Gross motor skills are movements that are performed by the large muscles of the legs, and arms and with the balance of the whole body. Fine motor skills involve finer and more precise movements performed by the smaller muscles of the hands and fingers. Gross motor skills, including balance, and fine motor skills often develop together, and more varied gross motor skills can develop fine motor skills. This positive correlation, which was also shown in the present study, can be caused by the simultaneous development of gross motor skills and fine motor skills. In 2012, Atilgan conducted a study on 9-year-old children with normal development and examined the relationship between static and dynamic balance with hand-eye coordination and bilateral hand coordination. He stated that a high positive correlation is observed between hand skills and balance in children with normal development.
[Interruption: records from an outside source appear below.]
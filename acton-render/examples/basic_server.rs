//! Basic acton-render server example
//!
//! Demonstrates:
//! - Observability initialization
//! - Template set compilation with a layout and HTMX helpers
//! - HTML pages, HTML fragments, JSON and redirects from one extractor
//!
//! Run with: `cargo run --example basic_server`

use acton_render::{observability, prelude::*, template::helpers::htmx_funcs};
use axum::{routing::get, Router};
use std::time::{SystemTime, UNIX_EPOCH};

#[tokio::main]
async fn main() -> anyhow::Result<()> {
    observability::init()?;

    let options = RenderOptions::default()
        .with_directory(concat!(env!("CARGO_MANIFEST_DIR"), "/templates"))
        .with_layout("layout")
        .with_funcs(htmx_funcs());
    let renderer = Renderer::new(options)?;

    tracing::info!(
        sets = ?renderer.sets().names(),
        mode = ?renderer.mode(),
        "Templates compiled"
    );

    let app = Router::new()
        .route("/", get(index))
        .route("/clock", get(clock))
        .route("/api/clock", get(api_clock))
        .route("/home", get(home))
        .with_state(renderer);

    let listener = tokio::net::TcpListener::bind("127.0.0.1:3000").await?;
    tracing::info!("Server listening on http://127.0.0.1:3000");

    axum::serve(listener, app).await?;

    Ok(())
}

fn seconds() -> u64 {
    SystemTime::now()
        .duration_since(UNIX_EPOCH)
        .map(|d| d.as_secs())
        .unwrap_or_default()
}

/// Full page wrapped in the layout
async fn index(mut render: Render) -> Render {
    render.html(StatusCode::OK, "index", &context! { title => "acton-render" }, None);
    render
}

/// Fragment for HTMX swaps, rendered without the layout
async fn clock(mut render: Render) -> Render {
    render.html(
        StatusCode::OK,
        "partials/clock",
        &context! { seconds => seconds() },
        Some(&HtmlOptions::no_layout()),
    );
    render
}

async fn api_clock(mut render: Render) -> Render {
    render.json(StatusCode::OK, &json!({ "seconds": seconds() }));
    render
}

async fn home(mut render: Render) -> Render {
    render.redirect("/", None);
    render
}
He suggested that in addition to strengthening gross motor skills, such as muscle strength, exercises related to improving fine motor skills can also be used to improve balance [
3]. In this study, we obtained similar results regarding children with ID. Haga et al. in 2008 evaluated movement and balance components in a group of school children and reported a significant relationship between balance and manual skills [
23]. Hatzitaki et al. found a significant positive relationship between balance parameters and some visual motor tests, reaction time, and depth perception, which is consistent with the results of the present study [
21].
Conclusion
The results of this study showed a strong relationship between fine motor skills and balance in children with intellectual disability. This issue may affect the planning of interventions to improve any of the areas of fine motor skills or balance.
Limitation
In the field of examining the relationship between balance and fine motor skills in children with intellectual disability, limited studies were conducted, which made the interpretation of the results of the present study challenging.
Recommendation
This study was conducted only on children with mild intellectual disability. It is suggested to conduct further studies in this field in children with different degrees of mental disability as well as other disorders, such as autism spectrum disorder or developmental coordination disorder.
Ethical Considerations
Compliance with ethical guidelines
This study was approved by the Ethics Committee of Arak University of Medical Sciences (Code: IR.ARAKMU.REC.1399.151). All the parents of children participating in the study read and signed a written consent form.
Funding
This article is the result of a research project (Grant No.: 3647), funded by the Research and Technology Vice-Chancellor of Arak University of Medical Sciences.
Authors' contributions
Conceptualization, Supervision: Seyedeh Zeinab Beheshti, Reihaneh Askary Kachoosangy; Methodology: AmirAlmasi‑Hashiani; Writing -reviewing & editing: All authers; Writing original draft: Sousan salehi, Seyedeh zeinab Beheshti; Funding acquisition: Seyedeh zeinab Beheshti.
Conflict of interest
The authors declared no conflict of interest.
Acknowledgments
The authors appreciate and thank the respectable management of the Arak Exceptional Education Organization.